Chattahoochee Riverkeeper works to prevent contamination of the entire Chattahoochee River basin and its surrounding tributaries through a variety of programs and outreach efforts.
Many of the efforts by CRK staff are for the safety of North Georgia residents who want to be able to safely enjoy the lake. These effort are greatly appreciated by homeowners like Haley Hobson, whose family has owned a home on Lake Lanier for four generations.
“So we’re very grateful for Chattahoochee Riverkeeper and the work they do to keep the lake clean, to keep the water healthy for my kids,” said Hobson. “We do tons of recreational stuff out here…we kayak, we boat, we fish and it’s really important that we can swim in the water, my kids can swim in the water and we can come out and still be healthy.”
This non-profit was founded in Atlanta in 1994 as a response to heavy pollution of nearby water ways, and has expanded to now feature two satellite offices in Gainesville and LaGrange.

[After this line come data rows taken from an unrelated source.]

//! System git backend
//!
//! Every call goes through the [`CommandRunner`] with:
//! - an isolated environment (only PATH and HOME survive)
//! - safe `-c` overrides so user config can't change output formats
//! - the workspace's git timeout

use crate::core::error::{GitError, RailError, RailResult};
use crate::core::exec::{CommandOutput, CommandRunner, CommandSpec};
use std::path::{Path, PathBuf};
use std::sync::Arc;
use std::time::Duration;

/// Git backend using the system `git` binary
#[derive(Clone)]
pub struct SystemGit {
  runner: Arc<dyn CommandRunner>,

  /// Working tree root
  pub(crate) work_tree: PathBuf,

  timeout: Duration,
}

impl SystemGit {
  pub fn new(runner: Arc<dyn CommandRunner>, work_tree: PathBuf, timeout: Duration) -> Self {
    Self {
      runner,
      work_tree,
      timeout,
    }
  }

  /// Open the repository containing `path`
  pub fn open(runner: Arc<dyn CommandRunner>, path: &Path, timeout: Duration) -> RailResult<Self> {
    let probe = Self::new(runner, path.to_path_buf(), timeout);
    let output = probe.run(&["rev-parse", "--show-toplevel"])?;

    if !output.success() {
      if output.stderr.contains("not a git repository") {
        return Err(RailError::Git(GitError::RepoNotFound {
          path: path.to_path_buf(),
        }));
      }
      return Err(RailError::message(format!(
        "Failed to open git repository: {}",
        output.stderr.trim()
      )));
    }

    Ok(Self {
      work_tree: PathBuf::from(output.stdout.trim()),
      ..probe
    })
  }

  /// Create a safe git command with isolated environment
  pub(crate) fn git_cmd(&self, args: &[&str]) -> CommandSpec {
    CommandSpec::new("git", self.timeout)
      .arg("-C")
      .arg(self.work_tree.to_string_lossy())
      .args(["-c", "advice.detachedHead=false"])
      .args(["-c", "core.quotePath=false"])
      .args(["-c", "color.ui=false"])
      .args(args.iter().copied())
      .isolated()
  }

  /// Run git, returning output whatever the exit status
  pub(crate) fn run(&self, args: &[&str]) -> RailResult<CommandOutput> {
    self.runner.run(&self.git_cmd(args))
  }

  /// Run git, failing with `CommandFailed` on a non-zero exit
  pub(crate) fn run_checked(&self, args: &[&str]) -> RailResult<String> {
    let output = self.run(args)?;
    if !output.success() {
      return Err(RailError::Git(GitError::CommandFailed {
        command: format!("git {}", args.join(" ")),
        stderr: output.stderr.trim().to_string(),
      }));
    }
    Ok(output.stdout)
  }
}
//! `shiprail release`: run the pipeline for one or more components

use crate::core::config::ArtifactKind;
use crate::core::context::ReleaseContext;
use crate::core::error::RailResult;
use crate::publish::SystemPublishers;
use crate::release::state::PipelineStep;
use crate::release::version::VersionTarget;
use crate::release::{Mode, Orchestrator, ReleaseOptions, StepObserver};
use crate::ui::progress::StepProgress;
use std::time::Duration;

/// Parsed `release` arguments
pub struct ReleaseArgs {
  pub components: Vec<String>,
  pub target: VersionTarget,
  pub dry_run: bool,
  pub skip_tests: bool,
  pub skip_build: bool,
  pub skip_verify: bool,
  pub only: Vec<ArtifactKind>,
  pub remote: bool,
  pub timeout_secs: Option<u64>,
  pub json: bool,
}

impl ReleaseArgs {
  fn options(&self) -> ReleaseOptions {
    ReleaseOptions {
      components: self.components.clone(),
      target: self.target.clone(),
      dry_run: self.dry_run,
      skip_tests: self.skip_tests,
      skip_build: self.skip_build,
      skip_verify: self.skip_verify,
      only: self.only.clone(),
      mode: if self.remote { Mode::Remote } else { Mode::Local },
      remote_timeout: self.timeout_secs.map(Duration::from_secs),
    }
  }
}

pub fn run_release(ctx: &ReleaseContext, args: ReleaseArgs) -> RailResult<()> {
  let options = args.options();
  let git = ctx.git();
  let publishers = SystemPublishers;

  let steps = match options.mode {
    Mode::Local => PipelineStep::local_pipeline(ctx.settings.tagging.timing).len(),
    Mode::Remote => PipelineStep::remote_pipeline().len(),
  };
  let progress = StepProgress::interactive(steps, args.json);

  if options.dry_run && !args.json {
    println!("🧪 Dry run: nothing will be written, tagged or published\n");
  }

  let mut orchestrator = Orchestrator::new(
    &ctx.root,
    &ctx.settings,
    &ctx.env,
    &git,
    ctx.runner.as_ref(),
    &publishers,
    ctx,
  )
  .with_staging_dir(std::env::temp_dir().join(format!("shiprail-stage-{}", std::process::id())));
  if let Some(progress) = &progress {
    orchestrator = orchestrator.with_observer(progress as &dyn StepObserver);
  }

  let batch = orchestrator.run_batch(&options);

  if args.json {
    println!("{}", batch.to_json()?);
  } else {
    println!("{}", batch.render_text().trim_end());
  }

  batch.into_result()
}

The nearby satellite office in Gainesville is familiar to many North Georgians, as their programs focus on the maintenance of Lake Lanier.
“We’re concerned with anything that’s going on in the entire watershed, so anything going on in or on the land area that drains to the Chattahoochee River basin,” explained Headwaters Director Dale Caldwell. “It doesn’t have to be something that’s directly on the Chattahoochee River, it could be other creeks that flow into the river.”
In order to raise awareness in the community about issues surrounding the Chattahoochee River basin, CRK offers a variety of outreach and educational programs.
These programs include an opportunity for members of the community to participate in a neighborhood water watch program. Residents are provided with equipment to test a local creek or body of water and submit their samples to a CRK office for testing.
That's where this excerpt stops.